Source material:
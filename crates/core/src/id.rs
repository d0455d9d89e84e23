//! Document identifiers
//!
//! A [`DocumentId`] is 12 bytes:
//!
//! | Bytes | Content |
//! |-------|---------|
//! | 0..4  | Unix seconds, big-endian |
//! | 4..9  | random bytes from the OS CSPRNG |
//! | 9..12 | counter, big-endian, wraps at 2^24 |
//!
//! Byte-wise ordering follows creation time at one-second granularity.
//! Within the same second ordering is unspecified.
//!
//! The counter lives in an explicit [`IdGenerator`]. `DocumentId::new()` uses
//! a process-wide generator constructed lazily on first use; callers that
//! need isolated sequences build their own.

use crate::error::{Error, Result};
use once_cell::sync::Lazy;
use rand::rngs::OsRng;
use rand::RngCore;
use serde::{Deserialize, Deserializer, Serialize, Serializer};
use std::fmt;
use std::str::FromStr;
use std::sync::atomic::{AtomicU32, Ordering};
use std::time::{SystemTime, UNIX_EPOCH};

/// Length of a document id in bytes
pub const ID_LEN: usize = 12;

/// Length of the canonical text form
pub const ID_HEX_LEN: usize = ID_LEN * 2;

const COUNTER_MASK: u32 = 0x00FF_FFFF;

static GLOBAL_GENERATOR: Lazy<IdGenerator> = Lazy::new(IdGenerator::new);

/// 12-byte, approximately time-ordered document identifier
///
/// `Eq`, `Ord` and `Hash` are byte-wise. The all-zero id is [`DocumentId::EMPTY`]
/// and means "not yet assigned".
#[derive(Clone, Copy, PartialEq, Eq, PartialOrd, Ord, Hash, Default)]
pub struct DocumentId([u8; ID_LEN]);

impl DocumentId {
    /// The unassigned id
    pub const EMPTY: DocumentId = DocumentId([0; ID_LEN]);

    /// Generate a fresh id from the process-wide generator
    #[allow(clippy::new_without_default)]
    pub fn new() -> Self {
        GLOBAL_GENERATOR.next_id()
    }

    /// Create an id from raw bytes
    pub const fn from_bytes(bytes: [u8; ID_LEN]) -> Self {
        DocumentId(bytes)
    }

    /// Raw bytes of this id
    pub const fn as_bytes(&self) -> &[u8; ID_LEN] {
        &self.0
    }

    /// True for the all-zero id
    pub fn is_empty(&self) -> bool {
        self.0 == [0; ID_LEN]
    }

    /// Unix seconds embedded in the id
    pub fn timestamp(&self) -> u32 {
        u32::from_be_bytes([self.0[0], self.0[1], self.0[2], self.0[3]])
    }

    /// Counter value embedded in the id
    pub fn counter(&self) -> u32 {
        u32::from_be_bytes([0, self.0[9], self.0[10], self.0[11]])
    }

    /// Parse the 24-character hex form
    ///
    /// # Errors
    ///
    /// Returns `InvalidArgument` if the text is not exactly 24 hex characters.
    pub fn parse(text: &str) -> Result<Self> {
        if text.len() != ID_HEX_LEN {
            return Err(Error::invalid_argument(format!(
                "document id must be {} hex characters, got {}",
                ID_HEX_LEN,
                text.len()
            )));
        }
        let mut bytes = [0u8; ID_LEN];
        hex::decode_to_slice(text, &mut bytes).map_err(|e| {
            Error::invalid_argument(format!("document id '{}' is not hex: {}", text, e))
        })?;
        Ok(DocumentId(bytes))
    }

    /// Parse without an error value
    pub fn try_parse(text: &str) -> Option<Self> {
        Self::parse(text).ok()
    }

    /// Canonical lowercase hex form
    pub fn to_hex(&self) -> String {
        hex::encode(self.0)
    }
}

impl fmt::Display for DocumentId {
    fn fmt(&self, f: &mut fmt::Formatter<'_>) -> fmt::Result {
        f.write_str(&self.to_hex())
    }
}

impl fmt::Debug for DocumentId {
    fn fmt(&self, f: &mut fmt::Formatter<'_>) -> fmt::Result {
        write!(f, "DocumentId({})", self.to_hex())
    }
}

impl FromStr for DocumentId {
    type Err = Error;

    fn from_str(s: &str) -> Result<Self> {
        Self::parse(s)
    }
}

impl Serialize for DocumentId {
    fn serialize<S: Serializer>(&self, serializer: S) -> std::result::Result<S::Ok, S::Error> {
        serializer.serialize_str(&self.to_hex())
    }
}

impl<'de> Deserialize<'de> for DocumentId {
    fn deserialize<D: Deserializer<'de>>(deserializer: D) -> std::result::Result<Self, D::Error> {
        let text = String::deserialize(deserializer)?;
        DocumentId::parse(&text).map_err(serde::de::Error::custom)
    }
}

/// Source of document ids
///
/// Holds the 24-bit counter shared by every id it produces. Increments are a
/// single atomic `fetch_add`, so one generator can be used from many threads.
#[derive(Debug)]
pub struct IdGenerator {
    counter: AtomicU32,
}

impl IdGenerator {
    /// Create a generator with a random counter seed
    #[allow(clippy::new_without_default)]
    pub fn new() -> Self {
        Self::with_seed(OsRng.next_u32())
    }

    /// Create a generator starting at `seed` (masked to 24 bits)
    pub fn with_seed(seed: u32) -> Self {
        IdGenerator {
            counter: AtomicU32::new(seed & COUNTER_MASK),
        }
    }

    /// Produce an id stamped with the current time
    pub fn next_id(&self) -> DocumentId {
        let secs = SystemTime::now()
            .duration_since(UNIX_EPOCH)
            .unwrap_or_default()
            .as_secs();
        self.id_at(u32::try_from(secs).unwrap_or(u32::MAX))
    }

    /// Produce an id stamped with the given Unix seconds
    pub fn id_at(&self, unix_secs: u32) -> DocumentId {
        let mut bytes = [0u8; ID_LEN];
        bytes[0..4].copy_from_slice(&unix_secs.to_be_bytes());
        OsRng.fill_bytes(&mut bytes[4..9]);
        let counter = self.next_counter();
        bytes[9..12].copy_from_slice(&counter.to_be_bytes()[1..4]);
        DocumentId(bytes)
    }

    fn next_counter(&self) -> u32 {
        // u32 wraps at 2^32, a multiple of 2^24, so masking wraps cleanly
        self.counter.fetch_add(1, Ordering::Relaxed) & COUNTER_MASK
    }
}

Exercise: Return a copy of each line in the records above that has "wraps" in it.

Reply to the task:
//! | 9..12 | counter, big-endian, wraps at 2^24 |
        // u32 wraps at 2^32, a multiple of 2^24, so masking wraps cleanly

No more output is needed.